▶ Directions
Sift the listing for lines that hold the string "reason" and pull them out.

▶ Dataset excerpts
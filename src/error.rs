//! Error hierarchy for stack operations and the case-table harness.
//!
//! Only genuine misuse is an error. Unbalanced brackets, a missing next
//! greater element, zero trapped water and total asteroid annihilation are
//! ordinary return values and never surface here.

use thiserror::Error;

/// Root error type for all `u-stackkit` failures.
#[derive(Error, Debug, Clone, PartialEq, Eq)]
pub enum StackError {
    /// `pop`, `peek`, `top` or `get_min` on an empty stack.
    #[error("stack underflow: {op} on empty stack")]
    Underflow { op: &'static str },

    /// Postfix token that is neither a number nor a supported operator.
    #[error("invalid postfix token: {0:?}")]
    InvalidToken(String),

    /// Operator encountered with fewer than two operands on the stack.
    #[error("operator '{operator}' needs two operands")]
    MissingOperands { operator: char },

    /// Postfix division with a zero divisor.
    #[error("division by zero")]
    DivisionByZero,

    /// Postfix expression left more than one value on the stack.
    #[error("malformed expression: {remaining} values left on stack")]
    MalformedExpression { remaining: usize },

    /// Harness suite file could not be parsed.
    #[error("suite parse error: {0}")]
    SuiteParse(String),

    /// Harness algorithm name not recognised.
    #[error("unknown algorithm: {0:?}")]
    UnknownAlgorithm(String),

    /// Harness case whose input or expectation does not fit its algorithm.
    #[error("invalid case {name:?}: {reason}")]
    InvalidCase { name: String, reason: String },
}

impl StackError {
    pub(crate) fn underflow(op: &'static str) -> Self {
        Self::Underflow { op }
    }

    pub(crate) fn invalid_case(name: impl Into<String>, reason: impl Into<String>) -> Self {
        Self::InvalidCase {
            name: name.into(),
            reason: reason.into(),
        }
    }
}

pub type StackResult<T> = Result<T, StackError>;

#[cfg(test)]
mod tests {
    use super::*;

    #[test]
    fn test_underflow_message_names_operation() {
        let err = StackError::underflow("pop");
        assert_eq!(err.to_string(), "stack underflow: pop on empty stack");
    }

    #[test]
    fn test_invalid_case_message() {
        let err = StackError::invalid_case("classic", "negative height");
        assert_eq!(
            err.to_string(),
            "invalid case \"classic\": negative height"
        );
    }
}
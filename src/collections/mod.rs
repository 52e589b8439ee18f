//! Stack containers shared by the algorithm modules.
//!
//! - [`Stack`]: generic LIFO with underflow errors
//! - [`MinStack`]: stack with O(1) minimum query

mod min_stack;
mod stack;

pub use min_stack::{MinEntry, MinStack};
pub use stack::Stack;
---
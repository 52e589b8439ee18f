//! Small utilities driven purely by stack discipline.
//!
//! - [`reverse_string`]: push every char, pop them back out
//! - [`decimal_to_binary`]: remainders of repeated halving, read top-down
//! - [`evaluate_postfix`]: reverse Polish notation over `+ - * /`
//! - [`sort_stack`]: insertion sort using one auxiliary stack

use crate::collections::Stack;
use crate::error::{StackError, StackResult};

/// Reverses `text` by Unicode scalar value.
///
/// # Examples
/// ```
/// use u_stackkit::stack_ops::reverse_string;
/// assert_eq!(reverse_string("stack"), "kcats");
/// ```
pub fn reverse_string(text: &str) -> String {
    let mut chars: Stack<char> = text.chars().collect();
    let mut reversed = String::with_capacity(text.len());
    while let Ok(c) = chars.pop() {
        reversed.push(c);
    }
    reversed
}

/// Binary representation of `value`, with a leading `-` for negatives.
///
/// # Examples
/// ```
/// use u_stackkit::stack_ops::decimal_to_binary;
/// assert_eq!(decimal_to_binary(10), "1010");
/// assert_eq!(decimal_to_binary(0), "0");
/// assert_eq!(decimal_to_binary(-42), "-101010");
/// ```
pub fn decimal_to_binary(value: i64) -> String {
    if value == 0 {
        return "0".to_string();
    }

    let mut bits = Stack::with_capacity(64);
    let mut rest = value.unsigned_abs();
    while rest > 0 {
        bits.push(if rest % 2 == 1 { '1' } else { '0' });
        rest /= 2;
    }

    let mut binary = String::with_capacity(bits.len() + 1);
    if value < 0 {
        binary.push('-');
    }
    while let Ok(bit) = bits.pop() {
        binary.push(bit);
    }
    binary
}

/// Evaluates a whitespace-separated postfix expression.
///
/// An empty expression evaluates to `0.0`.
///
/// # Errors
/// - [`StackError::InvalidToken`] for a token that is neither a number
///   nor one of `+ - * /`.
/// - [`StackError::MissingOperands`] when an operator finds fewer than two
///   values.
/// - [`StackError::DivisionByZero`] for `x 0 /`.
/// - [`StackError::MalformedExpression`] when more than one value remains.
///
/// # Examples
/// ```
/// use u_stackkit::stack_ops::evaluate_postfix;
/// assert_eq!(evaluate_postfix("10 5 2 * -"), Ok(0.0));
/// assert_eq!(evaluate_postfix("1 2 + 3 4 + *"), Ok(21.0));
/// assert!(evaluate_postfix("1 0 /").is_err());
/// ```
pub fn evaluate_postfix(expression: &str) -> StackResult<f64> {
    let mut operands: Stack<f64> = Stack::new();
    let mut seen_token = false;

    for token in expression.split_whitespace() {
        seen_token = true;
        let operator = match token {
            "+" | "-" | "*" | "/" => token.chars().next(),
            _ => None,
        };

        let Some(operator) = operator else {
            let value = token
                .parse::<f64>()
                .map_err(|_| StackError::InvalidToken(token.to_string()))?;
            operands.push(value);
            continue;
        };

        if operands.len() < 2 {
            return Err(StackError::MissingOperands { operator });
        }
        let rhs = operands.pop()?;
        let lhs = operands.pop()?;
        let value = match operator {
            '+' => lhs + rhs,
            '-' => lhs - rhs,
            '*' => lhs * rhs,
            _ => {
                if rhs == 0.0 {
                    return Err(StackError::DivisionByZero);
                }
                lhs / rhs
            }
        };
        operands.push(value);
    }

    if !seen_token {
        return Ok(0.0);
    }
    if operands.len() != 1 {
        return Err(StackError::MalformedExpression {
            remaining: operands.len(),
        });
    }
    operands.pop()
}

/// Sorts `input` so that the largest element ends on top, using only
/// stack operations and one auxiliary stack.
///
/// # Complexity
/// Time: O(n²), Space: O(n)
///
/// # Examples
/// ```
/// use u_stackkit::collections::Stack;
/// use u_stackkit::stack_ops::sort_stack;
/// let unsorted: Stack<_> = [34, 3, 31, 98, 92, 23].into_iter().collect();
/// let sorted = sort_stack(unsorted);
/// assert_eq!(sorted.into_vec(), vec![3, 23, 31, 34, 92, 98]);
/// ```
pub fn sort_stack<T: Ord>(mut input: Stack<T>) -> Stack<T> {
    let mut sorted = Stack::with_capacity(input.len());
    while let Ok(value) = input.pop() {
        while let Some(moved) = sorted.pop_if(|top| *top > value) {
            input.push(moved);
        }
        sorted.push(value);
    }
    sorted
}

▶ Answer box
    #[error("invalid case {name:?}: {reason}")]
    InvalidCase { name: String, reason: String },
    pub(crate) fn invalid_case(name: impl Into<String>, reason: impl Into<String>) -> Self {
            reason: reason.into(),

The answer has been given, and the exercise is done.